> [Work item]: Copy out, from the entries below, each line that holds the string "json".

*** Opening of Provided information ***

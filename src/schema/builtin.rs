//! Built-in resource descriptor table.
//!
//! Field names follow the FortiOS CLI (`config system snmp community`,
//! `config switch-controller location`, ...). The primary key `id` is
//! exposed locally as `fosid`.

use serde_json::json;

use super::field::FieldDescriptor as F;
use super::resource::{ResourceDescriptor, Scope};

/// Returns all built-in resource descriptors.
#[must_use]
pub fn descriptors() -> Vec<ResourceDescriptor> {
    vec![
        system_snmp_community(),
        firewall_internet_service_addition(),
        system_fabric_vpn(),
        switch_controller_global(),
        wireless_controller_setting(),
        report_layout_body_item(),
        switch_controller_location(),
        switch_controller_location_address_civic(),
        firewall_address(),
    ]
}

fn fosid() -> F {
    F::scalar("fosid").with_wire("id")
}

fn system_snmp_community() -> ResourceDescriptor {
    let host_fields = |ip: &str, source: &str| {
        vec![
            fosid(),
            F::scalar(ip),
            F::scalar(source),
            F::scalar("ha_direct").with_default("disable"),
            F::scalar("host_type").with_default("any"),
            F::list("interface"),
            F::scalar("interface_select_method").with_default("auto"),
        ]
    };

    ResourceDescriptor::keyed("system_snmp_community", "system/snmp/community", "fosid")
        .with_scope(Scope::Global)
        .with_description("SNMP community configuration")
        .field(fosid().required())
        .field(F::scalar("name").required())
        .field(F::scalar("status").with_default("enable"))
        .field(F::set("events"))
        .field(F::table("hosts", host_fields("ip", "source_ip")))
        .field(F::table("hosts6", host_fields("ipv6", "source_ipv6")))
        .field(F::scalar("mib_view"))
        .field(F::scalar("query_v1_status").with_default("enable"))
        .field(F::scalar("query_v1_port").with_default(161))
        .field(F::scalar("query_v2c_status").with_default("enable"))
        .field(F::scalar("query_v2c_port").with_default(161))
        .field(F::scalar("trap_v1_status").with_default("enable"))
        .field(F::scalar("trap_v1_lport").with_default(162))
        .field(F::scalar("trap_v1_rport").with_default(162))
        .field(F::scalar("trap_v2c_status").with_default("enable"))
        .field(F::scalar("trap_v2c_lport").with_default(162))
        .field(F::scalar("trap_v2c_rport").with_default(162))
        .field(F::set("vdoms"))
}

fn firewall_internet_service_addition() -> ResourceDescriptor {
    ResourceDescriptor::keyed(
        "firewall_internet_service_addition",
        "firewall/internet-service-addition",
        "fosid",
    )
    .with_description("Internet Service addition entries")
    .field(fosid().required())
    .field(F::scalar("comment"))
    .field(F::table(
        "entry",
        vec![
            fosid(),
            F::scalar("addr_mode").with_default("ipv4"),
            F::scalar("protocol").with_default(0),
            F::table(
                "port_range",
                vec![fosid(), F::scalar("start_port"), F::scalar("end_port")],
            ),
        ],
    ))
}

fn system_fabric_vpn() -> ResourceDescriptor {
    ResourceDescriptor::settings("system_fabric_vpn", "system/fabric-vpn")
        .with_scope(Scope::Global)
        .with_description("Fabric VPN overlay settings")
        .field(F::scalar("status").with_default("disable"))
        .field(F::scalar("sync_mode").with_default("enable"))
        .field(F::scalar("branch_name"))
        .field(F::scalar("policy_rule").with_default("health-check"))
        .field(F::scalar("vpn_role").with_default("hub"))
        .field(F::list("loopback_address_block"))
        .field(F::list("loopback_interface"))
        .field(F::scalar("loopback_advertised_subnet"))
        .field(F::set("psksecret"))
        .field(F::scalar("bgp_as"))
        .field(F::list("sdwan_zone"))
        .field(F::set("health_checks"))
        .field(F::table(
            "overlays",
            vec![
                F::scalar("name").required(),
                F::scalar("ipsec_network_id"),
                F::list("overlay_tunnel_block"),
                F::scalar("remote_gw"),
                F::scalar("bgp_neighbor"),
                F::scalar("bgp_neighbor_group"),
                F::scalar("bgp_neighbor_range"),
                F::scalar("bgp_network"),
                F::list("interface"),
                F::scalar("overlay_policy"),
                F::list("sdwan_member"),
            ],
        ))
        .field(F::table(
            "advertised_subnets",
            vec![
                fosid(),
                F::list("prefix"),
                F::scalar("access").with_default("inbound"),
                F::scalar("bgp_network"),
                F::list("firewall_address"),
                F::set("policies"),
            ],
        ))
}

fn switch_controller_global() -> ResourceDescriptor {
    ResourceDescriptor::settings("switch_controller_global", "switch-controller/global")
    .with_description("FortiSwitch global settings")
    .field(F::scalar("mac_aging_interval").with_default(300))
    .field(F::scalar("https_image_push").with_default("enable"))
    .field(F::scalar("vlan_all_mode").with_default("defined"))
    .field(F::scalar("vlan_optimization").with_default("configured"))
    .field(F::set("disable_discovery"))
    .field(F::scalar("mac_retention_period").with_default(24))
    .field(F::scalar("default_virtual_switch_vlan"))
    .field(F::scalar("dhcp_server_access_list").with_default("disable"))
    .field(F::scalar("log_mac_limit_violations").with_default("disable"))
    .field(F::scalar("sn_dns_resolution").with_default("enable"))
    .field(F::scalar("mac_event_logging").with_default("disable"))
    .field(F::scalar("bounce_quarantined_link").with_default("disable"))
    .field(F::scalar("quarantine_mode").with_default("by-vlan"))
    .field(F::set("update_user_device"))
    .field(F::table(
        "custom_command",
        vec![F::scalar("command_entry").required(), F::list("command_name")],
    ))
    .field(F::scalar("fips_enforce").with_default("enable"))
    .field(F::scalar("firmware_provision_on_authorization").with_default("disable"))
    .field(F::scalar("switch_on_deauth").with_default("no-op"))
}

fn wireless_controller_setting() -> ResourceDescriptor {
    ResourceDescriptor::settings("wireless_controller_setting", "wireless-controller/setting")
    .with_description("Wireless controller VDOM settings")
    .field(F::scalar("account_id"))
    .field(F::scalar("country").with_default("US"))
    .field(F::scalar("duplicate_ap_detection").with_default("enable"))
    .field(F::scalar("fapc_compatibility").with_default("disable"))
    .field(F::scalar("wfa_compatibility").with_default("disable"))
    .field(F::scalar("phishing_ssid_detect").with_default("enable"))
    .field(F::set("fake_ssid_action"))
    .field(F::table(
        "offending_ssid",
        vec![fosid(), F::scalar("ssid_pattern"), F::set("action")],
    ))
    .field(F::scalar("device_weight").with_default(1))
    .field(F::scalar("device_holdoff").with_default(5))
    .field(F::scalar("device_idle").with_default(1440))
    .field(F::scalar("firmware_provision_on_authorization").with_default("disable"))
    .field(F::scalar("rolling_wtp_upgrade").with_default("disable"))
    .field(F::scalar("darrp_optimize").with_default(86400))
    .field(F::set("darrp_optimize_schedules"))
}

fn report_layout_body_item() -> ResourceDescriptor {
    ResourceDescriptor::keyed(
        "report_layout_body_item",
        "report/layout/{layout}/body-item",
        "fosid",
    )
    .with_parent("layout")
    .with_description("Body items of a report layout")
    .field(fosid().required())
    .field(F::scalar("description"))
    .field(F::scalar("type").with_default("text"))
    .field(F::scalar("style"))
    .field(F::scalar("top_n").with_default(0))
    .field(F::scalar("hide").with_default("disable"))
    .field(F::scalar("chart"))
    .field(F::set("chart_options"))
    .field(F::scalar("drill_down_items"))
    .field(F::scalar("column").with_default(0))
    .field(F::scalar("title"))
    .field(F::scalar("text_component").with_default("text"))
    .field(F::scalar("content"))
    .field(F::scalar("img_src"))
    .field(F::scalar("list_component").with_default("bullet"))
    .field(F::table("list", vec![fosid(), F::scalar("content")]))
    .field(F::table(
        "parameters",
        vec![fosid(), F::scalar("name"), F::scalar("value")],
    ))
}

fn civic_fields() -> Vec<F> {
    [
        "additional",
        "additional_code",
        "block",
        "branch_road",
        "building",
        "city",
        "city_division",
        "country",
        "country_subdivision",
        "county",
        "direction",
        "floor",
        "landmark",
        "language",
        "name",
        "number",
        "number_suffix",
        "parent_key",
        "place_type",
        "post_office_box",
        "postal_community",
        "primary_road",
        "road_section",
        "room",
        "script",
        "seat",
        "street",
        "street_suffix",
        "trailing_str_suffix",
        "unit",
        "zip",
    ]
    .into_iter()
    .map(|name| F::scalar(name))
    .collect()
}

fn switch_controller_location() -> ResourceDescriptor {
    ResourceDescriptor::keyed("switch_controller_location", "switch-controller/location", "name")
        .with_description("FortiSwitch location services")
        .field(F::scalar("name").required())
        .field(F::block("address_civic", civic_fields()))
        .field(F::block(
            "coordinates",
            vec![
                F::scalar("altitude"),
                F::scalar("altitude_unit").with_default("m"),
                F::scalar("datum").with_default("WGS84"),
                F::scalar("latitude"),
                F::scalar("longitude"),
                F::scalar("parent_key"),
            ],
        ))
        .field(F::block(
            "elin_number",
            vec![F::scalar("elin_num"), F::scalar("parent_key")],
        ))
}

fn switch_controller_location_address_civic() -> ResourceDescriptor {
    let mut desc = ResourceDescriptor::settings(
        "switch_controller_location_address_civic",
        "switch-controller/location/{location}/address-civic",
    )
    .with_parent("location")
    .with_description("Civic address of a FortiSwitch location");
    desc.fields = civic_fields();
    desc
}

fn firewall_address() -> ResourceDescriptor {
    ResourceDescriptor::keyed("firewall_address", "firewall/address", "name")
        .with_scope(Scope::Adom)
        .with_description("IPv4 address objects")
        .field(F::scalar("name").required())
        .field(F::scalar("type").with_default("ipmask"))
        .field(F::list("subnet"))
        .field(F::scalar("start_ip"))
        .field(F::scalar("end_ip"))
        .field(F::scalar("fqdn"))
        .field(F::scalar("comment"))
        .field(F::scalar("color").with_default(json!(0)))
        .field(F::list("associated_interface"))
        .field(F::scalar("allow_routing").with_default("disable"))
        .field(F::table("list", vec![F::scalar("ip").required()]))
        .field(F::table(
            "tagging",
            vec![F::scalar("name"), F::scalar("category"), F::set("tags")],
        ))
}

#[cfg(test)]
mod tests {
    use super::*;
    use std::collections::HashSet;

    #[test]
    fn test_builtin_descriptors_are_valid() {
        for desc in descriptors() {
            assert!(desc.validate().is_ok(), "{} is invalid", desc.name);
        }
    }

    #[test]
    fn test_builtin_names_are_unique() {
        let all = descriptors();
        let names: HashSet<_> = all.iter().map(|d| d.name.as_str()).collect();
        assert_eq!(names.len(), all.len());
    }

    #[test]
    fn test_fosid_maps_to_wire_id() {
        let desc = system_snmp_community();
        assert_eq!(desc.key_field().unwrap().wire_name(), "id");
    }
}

*** Close of Provided information ***

> [Exercise result]:
use serde_json::json;
        .field(F::scalar("color").with_default(json!(0)))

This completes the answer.